One of his greatest contributions to Peekskill was the support he gave to the Field Library. In 1920 he headed a committee to purchase the former Second Presbyterian Church on South Street for the library, which was then located on Smith Street. He secured a donation of $25,000 from James B. Ford to renovate the building. Later, he gave the library a three-story fireproof addition, the Louis H. Smith Wing, in his father's memory.
Perhaps Chester Smith's most enterprising contribution to Peekskill was his Friendly Town Association, begun in 1920 as the Friendly Town Club. It was a one-man chamber of commerce.
Largely supported by contributions from him, the Association honored Peekskill citizens for outstanding service and marked historic sites with bronze tablets. Chester Smith also encouraged local citizens to donate land to the Association from which seven parks, totaling 20 acres, were created.

Opposition from Cortlandt
The Peekskill officials elected on November 7, 1939, never took office. From the outset, the Republican town board of Cortlandt was antagonistic to the idea of Peekskill becoming a city. The town board sued to invalidate the election.
After the charter and the election were upheld in the state supreme court and the appellate division, the town of Cortlandt stubbornly took the case to the court of appeals. That court overturned both the charter and the 1939 election on the technicality that proper legal notice had not been given before the 1938 vote approving the charter.
Undaunted, Chester Smith announced that he would make an end run by having the State Legislature confirm the charter. Myle J. Holley, Peekskill's village president since 1937, openly opposed the charter. Smith called for him to step down--which he did on January 13, 1940. For eight days Peekskill was without a president or mayor. D. Wiley Travis, Jr., another member of the Peekskill board of trustees, was named President on January 21, 1940.

Victory at Last
In the meantime, the bill that would have validated Peekskill's charter languished in the Legislature, awaiting a special message from Governor Lehman requesting its passage. Taking the bull by the horns, Chester Smith telephoned the governor in Albany and asked him to meet with a delegation from Peekskill. The governor agreed.
At their meeting on February 27, 1940, in the governor's office in Albany, Chester Smith pointed out that Cortlandt was standing in the way of Peekskill becoming a city. He asked Lehman to send a message to the Legislature requesting passage of the legislation that would make this a reality.
Ever the smooth politician, the governor demurred. "Go back and petition the Westchester board of supervisors again," Lehman told them.

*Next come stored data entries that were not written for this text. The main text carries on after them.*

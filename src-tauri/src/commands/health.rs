use serde::Serialize;
use tauri::State;
use tracing::info;

use crate::sensitivity::GeminiClient;

#[derive(Debug, Clone, Serialize)]
pub struct EngineStatus {
    pub api_key_set: bool,
    pub model: String,
}

impl EngineStatus {
    pub fn from_client(client: &GeminiClient) -> Self {
        Self {
            api_key_set: client.config().has_api_key(),
            model: client.config().model.clone(),
        }
    }
}

#[tauri::command]
pub fn get_engine_status(client: State<'_, GeminiClient>) -> Result<EngineStatus, String> {
    let status = EngineStatus::from_client(client.inner());
    info!(
        "Engine status: model={}, api_key_set={}",
        status.model, status.api_key_set
    );
    Ok(status)
}

#[cfg(test)]
mod tests {
    use super::*;
    use crate::config::GeneratorConfig;

    #[test]
    fn test_status_reports_key_presence_without_leaking_it() {
        let client = GeminiClient::new(GeneratorConfig {
            api_key: "secret-key".into(),
            ..GeneratorConfig::default()
        })
        .unwrap();
        let status = EngineStatus::from_client(&client);
        assert!(status.api_key_set);
        assert_eq!(status.model, "gemini-2.5-flash");
        let json = serde_json::to_string(&status).unwrap();
        assert!(!json.contains("secret-key"));
    }

    #[test]
    fn test_status_without_key() {
        let client = GeminiClient::new(GeneratorConfig::default()).unwrap();
        assert!(!EngineStatus::from_client(&client).api_key_set);
    }
}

Speaking for the group of four from Peekskill, Smith pointedly asked, "And if they deny the petition again, will you stand with us and ask the Legislature to pass the validating act?" The governor, a Democrat, made no reply, but Smith took his subtle smile as evidence of his agreement.
Again the Westchester board of supervisors turned down the Non-Partisan Citizens Committee's petition. Lehman sent his message to the Legislature, and the Legislature acted. Governor Lehman's signature on the bill marked the end of the city's long and painful birthing process. The town of Cortlandt had lost the costly litigious battle.
One hurdle remained: another election--this time on April 9, 1940. Again voters spoke loud and clear. James Mackay and the Democratic slate were again elected, some by impressive margins of two to one. Peekskill officially became a city on April 12, 1940.